Domingo 08 de Febrero de 2009
Si bien las corrientes jurídicas respecto a los piquetes y sus fundamentos sociales son diversas, el fuero penal local emitió su postura sobre esta modalidad de protesta. Una resolución de noviembre de 2008 de la Cámara Penal local dice que los cortes configuran un delito, según lo establece el artículo 194 del Código Penal.
Concepto ajustado. En 2005 el juez de la Corte Suprema de Justicia de la Nación, Eugenio Zaffaroni, se había referido a esta cuestión: "Los conflictos se resuelven en el marco de la propia naturaleza del conflicto", dijo. Y aclaró que la protesta social "es de índole política, y como tal merece una respuesta política y no penal, a no ser que ponga en peligro la vida de las personas, o se realicen actos violentos y se registren comportamientos delictivos que nada tienen que ver con su naturaleza". La claridad de este concepto da un marco ajustado sobre el fenómeno.
En este sentido, el magistrado diferenció la actitud de "un gobierno que ordena levantar un piquete de otro del que reprime a quienes lo realizan".
El antecedente. En virtud de los últimos hechos vale recordar la posición adoptada por la Sala II de la Cámara Penal de Rosario tras un piquete de vecinos de la zona de Francia y el río Paraná, que protestaron en contra de la reurbanización del área.
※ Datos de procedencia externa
//! Configuration for gander.
//!
//! Everything comes from environment variables (with a `.env` preload for
//! local runs). Credentials are held as [`SecretString`] so they never show
//! up in debug output or logs.

use secrecy::SecretString;

use crate::error::ConfigError;

/// Main configuration for the assistant.
#[derive(Debug, Clone)]
pub struct Config {
    pub server: ServerConfig,
    pub line: LineConfig,
    pub llm: LlmConfig,
    pub portal: PortalConfig,
}

impl Config {
    /// Load configuration from environment variables.
    pub fn from_env() -> Result<Self, ConfigError> {
        // Load .env file if present (ignore errors if not found)
        let _ = dotenvy::dotenv();

        Ok(Self {
            server: ServerConfig::from_env()?,
            line: LineConfig::from_env()?,
            llm: LlmConfig::from_env(),
            portal: PortalConfig::from_env()?,
        })
    }

    /// The fixed recipient list, built once at startup.
    pub fn recipients(&self) -> Vec<Recipient> {
        let mut recipients = vec![Recipient {
            id: self.line.primary_user_id.clone(),
            role: Role::Primary,
        }];
        if let Some(partner) = &self.line.partner_user_id {
            recipients.push(Recipient { id: partner.clone(), role: Role::Partner });
        }
        recipients
    }
}

/// Display role of a configured recipient.
#[derive(Debug, Clone, Copy, PartialEq, Eq)]
pub enum Role {
    /// The account owner; receives reminders and attendance reports.
    Primary,
    /// The monitored recipient; gets the daily welcome and inactivity check-ins.
    Partner,
}

/// A chat recipient known at process start. Never mutated, never deleted.
#[derive(Debug, Clone)]
pub struct Recipient {
    pub id: String,
    pub role: Role,
}

/// HTTP server settings.
#[derive(Debug, Clone)]
pub struct ServerConfig {
    /// Port to bind the webhook server on.
    pub port: u16,
    /// Public base URL of this deployment, if any. Enables the keep-alive
    /// self-ping that defeats free-tier host idling.
    pub public_url: Option<String>,
}

impl ServerConfig {
    fn from_env() -> Result<Self, ConfigError> {
        let port = match std::env::var("PORT") {
            Ok(v) => v.parse().map_err(|_| ConfigError::InvalidValue {
                key: "PORT".into(),
                message: format!("not a valid port number: {v}"),
            })?,
            Err(_) => 5000,
        };
        Ok(Self { port, public_url: optional_env("PUBLIC_BASE_URL") })
    }
}

/// LINE Messaging API settings.
#[derive(Debug, Clone)]
pub struct LineConfig {
    pub channel_access_token: SecretString,
    /// Channel secret used for webhook signature verification.
    pub channel_secret: SecretString,
    /// User id of the account owner.
    pub primary_user_id: String,
    /// User id of the monitored partner, if configured.
    pub partner_user_id: Option<String>,
}

impl LineConfig {
    fn from_env() -> Result<Self, ConfigError> {
        Ok(Self {
            channel_access_token: required_secret("LINE_CHANNEL_ACCESS_TOKEN")?,
            channel_secret: required_secret("LINE_CHANNEL_SECRET")?,
            primary_user_id: required_env("LINE_PRIMARY_USER_ID")?,
            partner_user_id: optional_env("LINE_PARTNER_USER_ID"),
        })
    }
}

/// Text-generation provider settings.
///
/// The API key is optional: without it the router falls back to the canned
/// capabilities reply instead of calling out.
#[derive(Debug, Clone)]
pub struct LlmConfig {
    pub api_key: Option<SecretString>,
    pub model: String,
}

impl LlmConfig {
    fn from_env() -> Self {
        Self {
            api_key: optional_env("GEMINI_API_KEY").map(SecretString::from),
            model: optional_env("GEMINI_MODEL").unwrap_or_else(|| "gemini-1.5-flash".into()),
        }
    }
}

/// HR portal scrape settings.
#[derive(Debug, Clone)]
pub struct PortalConfig {
    /// WebDriver endpoint (chromedriver) the scraper connects to.
    pub webdriver_url: String,
    pub login_url: String,
    /// Deep link to the attendance report screen, loaded after login.
    pub report_url: String,
    /// Portal account; doubles as the employee id looked up in the report.
    pub username: String,
    pub password: SecretString,
}

impl PortalConfig {
    fn from_env() -> Result<Self, ConfigError> {
        Ok(Self {
            webdriver_url: optional_env("WEBDRIVER_URL")
                .unwrap_or_else(|| "http://localhost:9515".into()),
            login_url: optional_env("PORTAL_LOGIN_URL")
                .unwrap_or_else(|| "https://eportal.futai.com.tw/Home/Login?ReturnUrl=%2F".into()),
            report_url: optional_env("PORTAL_REPORT_URL")
                .unwrap_or_else(|| "https://eportal.futai.com.tw/Futai/Default/Index/70".into()),
            username: required_env("PORTAL_USERNAME")?,
            password: required_secret("PORTAL_PASSWORD")?,
        })
    }
}

fn required_env(key: &str) -> Result<String, ConfigError> {
    match std::env::var(key) {
        Ok(v) if !v.trim().is_empty() => Ok(v),
        _ => Err(ConfigError::MissingEnvVar(key.to_string())),
    }
}

fn required_secret(key: &str) -> Result<SecretString, ConfigError> {
    required_env(key).map(SecretString::from)
}

fn optional_env(key: &str) -> Option<String> {
    std::env::var(key).ok().filter(|v| !v.trim().is_empty())
}

#[cfg(test)]
mod tests {
    use super::*;

    // Env-var tests mutate process state; keep them in one test so they
    // cannot race each other under the parallel test runner.
    #[test]
    fn config_from_env_round_trip() {
        // SAFETY: test-only env mutation, serialized within this test.
        unsafe {
            std::env::set_var("LINE_CHANNEL_ACCESS_TOKEN", "token");
            std::env::set_var("LINE_CHANNEL_SECRET", "secret");
            std::env::set_var("LINE_PRIMARY_USER_ID", "U-primary");
            std::env::set_var("LINE_PARTNER_USER_ID", "U-partner");
            std::env::set_var("PORTAL_USERNAME", "2993");
            std::env::set_var("PORTAL_PASSWORD", "hunter2");
            std::env::set_var("PORT", "8080");
        }

        let config = Config::from_env().expect("config loads");
        assert_eq!(config.server.port, 8080);
        assert_eq!(config.line.primary_user_id, "U-primary");
        assert_eq!(config.portal.username, "2993");
        assert_eq!(config.llm.model, "gemini-1.5-flash");

        let recipients = config.recipients();
        assert_eq!(recipients.len(), 2);
        assert_eq!(recipients[0].role, Role::Primary);
        assert_eq!(recipients[1].role, Role::Partner);
        assert_eq!(recipients[1].id, "U-partner");

        // Missing required key is an error, not a default.
        unsafe {
            std::env::remove_var("LINE_PRIMARY_USER_ID");
        }
        assert!(matches!(
            LineConfig::from_env(),
            Err(ConfigError::MissingEnvVar(key)) if key == "LINE_PRIMARY_USER_ID"
        ));
        unsafe {
            std::env::set_var("LINE_PRIMARY_USER_ID", "U-primary");
        }
    }
}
Si bien no se contrapone con la corriente planteada por Zaffaroni, ese dictamen es esclarecedor en el sentido estrictamente jurídico: "Los piquetes, los cortes de ruta, las molestias en el funcionamiento del transporte o de los medios terrestres, por poco que fuera el lapso transcurrido, configuran, en principio, el delito acuñado en el artículo 194 del Código Penal (ver aparte)", dice un tramo de la resolución 480 del 26 de noviembre de 2008.
En esa oportunidad, la protesta con personas enmascaradas y con palos cesó. Pero la Cámara aclaró algunos puntos después de la resolución que adoptó un juez correccional de liberar la zona, aunque sin pedir la identificación ni posterior indagatoria (imputación de delitos) a los integrantes del piquete.
"Que la opinión pública no deduzca equivocadamente que cortar calles y rutas, adueñarse violentamente de sitios públicos, impedir por la fuerza, con perjuicio al resto de la sociedad, el ejercicio de la libertad ambulatoria o de trabajo nunca es delito y que los afectados carecen de la facultad de recurrir a la Justicia para hacer cesar esos comportamientos", refiere el dictamen del Tribunal firmado por Ramón Teodoro Ríos, Juvencio Mestres y Adolfo Prunotto Laborde.
Por último aclaran que a la policía le compete una doble función: brindar seguridad, mantener el orden público y también garantizar las pruebas de los hechos presuntamente delictivos.
En el Código
"El que, sin crear una situación de peligro común, impidiere, estorbare o entorpeciere el normal funcionamiento de los transportes por tierra, agua o aire, o los servicios públicos de comunicación, de provisión de agua, de electricidad o de sustancias energéticas será reprimido con prisión de 3 meses a 2 años", dice un párrafo del artículo 194 del Código Penal.